One of the most striking lessons of the 1980s is that all markets are interrelated—financial and nonfinancial, domestic and international. The U.S. stock market doesn't trade in a vacuum; it is heavily influenced by the bond market. Bond prices are very much affected by the direction of commodity markets, which in turn depend on the trend of the U.S. dollar. Overseas markets are also impacted by and in turn have an impact on the U.S. markets. Events of the past decade have made it clear that markets don't move in isolation. As a result, the concept of technical analysis is now evolving to take these intermarket relationships into consideration. Intermarket technical analysis refers to the application of technical analysis to these intermarket linkages.
The idea behind intermarket analysis seems so obvious that it's a mystery why we haven't paid more attention to it sooner. It's not unusual these days to open a financial newspaper to the stock market page only to read about bond prices and the dollar. The bond page often talks about such things as the price of gold and oil, or sometimes even the amount of rain in Iowa and its impact on soybean prices. Reference is frequently made to the Japanese and British markets. The financial markets haven't really changed, but our perception of them has. Think back to 1987 when the stock market took its terrible plunge. Remember how all the other world equity markets plunged as well. Remember how those same world markets, led by the Japanese stock market, then led the United States out of those 1987 doldrums to record highs in 1989 (see Figure 1.1). Turn on your favorite business show any morning and you'll get a recap of the overnight developments that took place overseas in the U.S. dollar, gold and oil, treasury bond prices, and the foreign stock markets. The world continued trading while we slept and, in many cases, already determined how our markets were going to open that morning.
A COMPARISON Of THE WORLD'S THREE LARGEST EQUITY MARKETS: THE UNITED STATES, JAPAN, AND BRITAIN. GLOBAL MARKETS COLLAPSED TOGETHER IN 1987. THE SUBSEQUENT GLOBAL STOCK MARKET RECOVERY THAT LASTED THROUGH THE END OF 1989 WAS LED BY THE JAPANESE MARKET.

ALL MARKETS ARE RELATED
What this means for us as traders and investors is that it is no longer possible to
study any financial market in isolation, whether it's the U.S. stock market or gold
futures. Stock traders have to watch the bond market. Bond traders have to watch
the commodity markets. And everyone has to watch the U.S. dollar. Then there's the
Japanese stock market to consider. So who needs intermarket analysis? I guess just
about everyone; since all sectors are influenced in some way, it stands to reason that
anyone interested in any of the financial markets should benefit in some way from
knowledge of how intermarket relationships work.

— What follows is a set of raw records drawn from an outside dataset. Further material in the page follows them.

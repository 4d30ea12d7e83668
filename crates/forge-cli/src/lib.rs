//! plugin-forge command line
//!
//! Library half of the binary so the command handlers can be tested.

pub mod commands;
pub mod common;

pub use common::GlobalOpts;
//! Resolution of the external binaries plugin-forge drives
//!
//! An explicit path from `[tools]` wins; otherwise the binary is looked up on
//! `PATH`.

use std::path::{Path, PathBuf};

use crate::{ConfigError, ForgeConfig};

#[derive(Debug, Clone, Copy, PartialEq, Eq)]
pub enum ExternalTool {
    Git,
    Gh,
    Oras,
}

impl ExternalTool {
    pub const fn binary_name(self) -> &'static str {
        match self {
            ExternalTool::Git => "git",
            ExternalTool::Gh => "gh",
            ExternalTool::Oras => "oras",
        }
    }

    fn configured(self, config: &ForgeConfig) -> Option<&Path> {
        match self {
            ExternalTool::Git => config.tools.git.as_deref(),
            ExternalTool::Gh => config.tools.gh.as_deref(),
            ExternalTool::Oras => config.tools.oras.as_deref(),
        }
    }
}

/// Resolve the path to an external tool
pub fn resolve_tool(tool: ExternalTool, config: &ForgeConfig) -> Result<PathBuf, ConfigError> {
    if let Some(path) = tool.configured(config) {
        if path.is_file() {
            return Ok(path.to_path_buf());
        }
        return Err(ConfigError::ToolNotFound {
            tool: tool.binary_name(),
            detail: format!("configured path {} is not a file", path.display()),
        });
    }

    which::which(tool.binary_name()).map_err(|e| ConfigError::ToolNotFound {
        tool: tool.binary_name(),
        detail: e.to_string(),
    })
}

IMPLICATIONS FOR TECHNICAL ANALYSIS
Technical analysis has always had an inward focus. Emphasis was placed on a particular
market to which a host of internal technical indicators were applied. There was a time when stock traders didn't watch bond prices too closely, when bond
traders didn't pay too much attention to commodities. Study of the dollar was left to
interbank traders and multinational corporations. Overseas markets were something
we knew existed, but didn't care too much about.
It was enough for the technical analyst to study only the market in question. To consider outside influences seemed like heresy. To look at what the other markets were doing smacked of fundamental or economic analysis. All of that is now changing. Intermarket analysis is a step in another direction. It uses information in related markets in much the same way that traditional technical indicators have been employed. Stock technicians talk about the divergence between bonds and stocks in much the same way that they used to talk about divergence between stocks and the advance/decline line.
Markets provide us with an enormous amount of information. Bonds tell us which way interest rates are heading, a trend that influences stock prices. Commodity prices tell us which way inflation is headed, which influences bond prices and interest rates. The U.S. dollar largely determines the inflationary environment and influences which way commodities trend. Overseas equity markets often provide valuable clues to the type of environment the U.S. market is a part of. The job of the technical trader is to sniff out clues wherever they may lie. If they lie in another market, so be it. As long as price movements can be studied on price charts, and as long as it can be demonstrated that they have an impact on one another, why not take whatever useful information the markets are offering us? Technical analysis is the study of market action. No one ever said that we had to limit that study to only the market or markets we're trading.
Intermarket analysis represents an evolutionary step in technical analysis. Intermarket work builds on existing technical theory and adds another step to the analytical process. Later in this chapter, I'll discuss why technical analysis is uniquely suited to this type of investigative work and why technical analysis represents the preferred vehicle for intermarket analysis.